Florida's DeSoto Next Generation Solar Energy Center is the largest solar plant in the nation and was a showpiece of President Obama's clean energy initiative. More than 90,000 solar panels combine to generate enough power to run some 3,000 homes in the Sunshine State. At an opening ceremony for the plant in October, Obama said that it was "about time" such a facility came online. Yet in the midst of a painful recession and with electricity demand actually falling in the United States last year, the drive for more solar power will be slow and costly. [See photos of the DeSoto Next Generation plant.]
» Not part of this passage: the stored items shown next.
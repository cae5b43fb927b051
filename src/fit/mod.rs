//! Auto-fit: the largest font size that fits the display container
//!
//! The text is set at a baseline size, measured, and scaled by whichever of
//! the width and height ratios is tighter. Degenerate measurements fall back
//! to the minimum size instead of producing NaN or infinity.

pub mod metrics;

pub use metrics::{GlyphMetrics, HeadlessSurface};

use log::debug;

use crate::config::AppConfig;

/// Width and height in CSS pixels
#[derive(Debug, Clone, Copy, PartialEq, Default)]
pub struct Size {
    pub width: f32,
    pub height: f32,
}

impl Size {
    pub fn new(width: f32, height: f32) -> Self {
        Self { width, height }
    }
}

/// A display container holding one text element
pub trait FitSurface {
    /// Inner size of the container (`clientWidth`/`clientHeight`)
    fn container_size(&self) -> Size;
    /// Unclipped size of the text at its current font size (`scrollWidth`/`scrollHeight`)
    fn text_size(&self) -> Size;
    fn set_font_size(&mut self, px: f32);
}

/// Baseline and clamp range for fitted sizes
#[derive(Debug, Clone, Copy, PartialEq)]
pub struct FitBounds {
    pub baseline_px: f32,
    pub min_px: f32,
    pub max_px: Option<f32>,
}

impl Default for FitBounds {
    fn default() -> Self {
        Self {
            baseline_px: 100.0,
            min_px: 8.0,
            max_px: None,
        }
    }
}

impl From<&AppConfig> for FitBounds {
    fn from(config: &AppConfig) -> Self {
        Self {
            baseline_px: config.baseline_font_px,
            min_px: config.min_font_px,
            max_px: config.max_font_px,
        }
    }
}

/// Smallest size a measurable fit can produce
const FLOOR_PX: f32 = 1.0;

impl FitBounds {
    /// Cap a valid fit; `min_px` is reserved for degenerate measurements
    fn clamp(&self, px: f32) -> f32 {
        let px = px.max(FLOOR_PX);
        match self.max_px {
            Some(max) => px.min(max),
            None => px,
        }
    }
}

/// Font size for text measuring `text` at the baseline inside `container`
pub fn fit_font_size(container: Size, text: Size, bounds: &FitBounds) -> f32 {
    let degenerate = !(text.width > 0.0 && text.height > 0.0)
        || !text.width.is_finite()
        || !text.height.is_finite();
    if degenerate {
        return bounds.min_px;
    }

    let scale = (container.height / text.height).min(container.width / text.width);
    if !scale.is_finite() || scale <= 0.0 {
        return bounds.min_px;
    }
    bounds.clamp((bounds.baseline_px * scale).round())
}

/// Keeps a surface's font size fitted across resizes and text changes
#[derive(Debug, Clone, Default)]
pub struct AutoFit {
    bounds: FitBounds,
    text: Option<String>,
    font_px: Option<f32>,
}

impl AutoFit {
    pub fn new(bounds: FitBounds) -> Self {
        Self {
            bounds,
            text: None,
            font_px: None,
        }
    }

    /// Measure at the baseline and apply the fitted size
    pub fn fit<S: FitSurface>(&mut self, surface: &mut S) -> f32 {
        surface.set_font_size(self.bounds.baseline_px);
        let container = surface.container_size();
        let text = surface.text_size();
        let px = fit_font_size(container, text, &self.bounds);
        surface.set_font_size(px);
        debug!(
            "fit {}x{} text into {}x{} -> {}px",
            text.width, text.height, container.width, container.height, px
        );
        self.font_px = Some(px);
        px
    }

    pub fn on_resize<S: FitSurface>(&mut self, surface: &mut S) -> f32 {
        self.fit(surface)
    }

    /// Refit when the displayed text differs from the last fitted one
    pub fn on_text_change<S: FitSurface>(&mut self, text: &str, surface: &mut S) -> Option<f32> {
        if self.text.as_deref() == Some(text) {
            return None;
        }
        self.text = Some(text.to_string());
        Some(self.fit(surface))
    }

    /// Forget the fitted text, e.g. when the display page is left
    pub fn reset(&mut self) {
        self.text = None;
        self.font_px = None;
    }

    pub fn font_size(&self) -> Option<f32> {
        self.font_px
    }
}

#[cfg(test)]
mod tests {
    use super::*;

    fn mono(width: f32) -> GlyphMetrics {
        GlyphMetrics::new(1.0, vec![width; 128], width)
    }

    #[test]
    fn test_width_bound_fit() {
        // Text 250px wide at baseline in a 500px wide, very tall container
        let px = fit_font_size(Size::new(500.0, 10_000.0), Size::new(250.0, 100.0), &FitBounds::default());
        assert_eq!(px, 200.0);

        let px = fit_font_size(Size::new(333.0, 10_000.0), Size::new(1000.0, 100.0), &FitBounds::default());
        assert_eq!(px, (100.0_f32 * 333.0 / 1000.0).round());
    }

    #[test]
    fn test_height_bound_fit() {
        let px = fit_font_size(Size::new(10_000.0, 300.0), Size::new(200.0, 100.0), &FitBounds::default());
        assert_eq!(px, 300.0);
    }

    #[test]
    fn test_degenerate_measurements_clamp_to_min() {
        let bounds = FitBounds::default();
        let container = Size::new(800.0, 600.0);
        assert_eq!(fit_font_size(container, Size::new(0.0, 100.0), &bounds), bounds.min_px);
        assert_eq!(fit_font_size(container, Size::new(0.0, 0.0), &bounds), bounds.min_px);
        assert_eq!(fit_font_size(container, Size::new(f32::NAN, 100.0), &bounds), bounds.min_px);
        assert_eq!(fit_font_size(container, Size::new(100.0, f32::INFINITY), &bounds), bounds.min_px);
        assert_eq!(fit_font_size(Size::default(), Size::new(100.0, 100.0), &bounds), bounds.min_px);
    }

    #[test]
    fn test_bounds_clamp() {
        let bounds = FitBounds {
            baseline_px: 100.0,
            min_px: 20.0,
            max_px: Some(500.0),
        };
        assert_eq!(fit_font_size(Size::new(10.0, 10.0), Size::new(1000.0, 100.0), &bounds), 1.0);
        assert_eq!(fit_font_size(Size::new(10_000.0, 10_000.0), Size::new(10.0, 10.0), &bounds), 500.0);
    }

    #[test]
    fn test_tiny_fit_is_not_raised_to_min() {
        let bounds = FitBounds::default();
        let px = fit_font_size(Size::new(10.0, 10_000.0), Size::new(1000.0, 100.0), &bounds);
        assert_eq!(px, 1.0);

        let px = fit_font_size(Size::new(60.0, 10_000.0), Size::new(1000.0, 100.0), &bounds);
        assert_eq!(px, 6.0);
        assert!(px < bounds.min_px);
    }

    #[test]
    fn test_long_text_in_narrow_container_does_not_overflow() {
        let text = "a".repeat(200);
        let mut surface = HeadlessSurface::new(Size::new(300.0, 10_000.0), text).with_metrics(mono(0.5));
        let mut fit = AutoFit::new(FitBounds::default());

        // 100 ems is 10_000px at the baseline, so 3px fills 300px exactly
        let px = fit.fit(&mut surface);
        assert_eq!(px, 3.0);
        assert!(surface.text_size().width <= surface.container_size().width);
    }

    #[test]
    fn test_autofit_sets_surface_font() {
        // "abcd" at 0.5em per char is 200px wide at the 100px baseline
        let mut surface = HeadlessSurface::new(Size::new(500.0, 10_000.0), "abcd").with_metrics(mono(0.5));
        let mut fit = AutoFit::new(FitBounds::default());
        assert_eq!(fit.fit(&mut surface), 250.0);
        assert_eq!(surface.font_size(), 250.0);
        assert_eq!(fit.font_size(), Some(250.0));
    }

    #[test]
    fn test_autofit_refits_on_resize() {
        let mut surface = HeadlessSurface::new(Size::new(500.0, 10_000.0), "abcd").with_metrics(mono(0.5));
        let mut fit = AutoFit::new(FitBounds::default());
        fit.fit(&mut surface);

        surface.resize(Size::new(100.0, 10_000.0));
        assert_eq!(fit.on_resize(&mut surface), 50.0);
        assert_eq!(surface.font_size(), 50.0);
    }

    #[test]
    fn test_autofit_text_change() {
        let mut surface = HeadlessSurface::new(Size::new(400.0, 10_000.0), "ab").with_metrics(mono(0.5));
        let mut fit = AutoFit::new(FitBounds::default());
        assert_eq!(fit.on_text_change("ab", &mut surface), Some(400.0));
        assert_eq!(fit.on_text_change("ab", &mut surface), None);

        surface.text = "abcdefgh".into();
        assert_eq!(fit.on_text_change("abcdefgh", &mut surface), Some(100.0));

        fit.reset();
        assert_eq!(fit.font_size(), None);
        assert_eq!(fit.on_text_change("abcdefgh", &mut surface), Some(100.0));
    }

    #[test]
    fn test_empty_text_fits_to_min() {
        let mut surface = HeadlessSurface::new(Size::new(400.0, 400.0), "");
        let mut fit = AutoFit::new(FitBounds::default());
        assert_eq!(fit.fit(&mut surface), 8.0);
    }
}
Solar power has long been the holy grail of energy production. It is clean, and sunshine is free and in inexhaustible supply. But it remains a tiny part of worldwide energy production, about 0.02 percent. Of course, solar power has made some gains from the days of powering just calculators. Solar cells now top streetlights and stoplights, roadside emergency phones, small homes off the power grid, and oil rigs offshore. The conversion of solar energy into electric power on an industrial level, on the other hand, has remained a distant and elusive goal.
There are several serious technological hurdles that prevent solar power from cracking into the power-generation market in a major way. Moreover, private investors and public-policy makers are leery of investing heavily in technologies that may be leapfrogged by a far more efficient technology in the coming months or years. Large-scale production will continue only in fits and starts, experts say, until solar power has a solid track record of generating with equal consistency both power and revenue.
A chief inhibitor of solar power's growth has been the country's antiquated power grid, which generally can't incorporate solar power generated in homes into the grid. But the federal government has committed more than $11 billion to modernize that system.
High maintenance. Another speed bump on the road to sustainable solar power is the cost of the raw materials. One explanation for the high cost is that solar cell producers have to compete with computer-chip makers for the same raw materials. And, like microprocessors in a PC, solar cells are surprisingly fragile. Keeping an entire field of them in service can be prohibitively expensive because they require nearly constant maintenance.
The solar array in Florida is the country's biggest, but it doesn't seem destined to hold that title for long. Larger plants are now under construction in Nevada and California, both with designs slightly different from the Florida facility's. But whatever the superlative, the plant will be closely watched as it begins to mine the nation's and the Sunshine State's most abundant natural resource.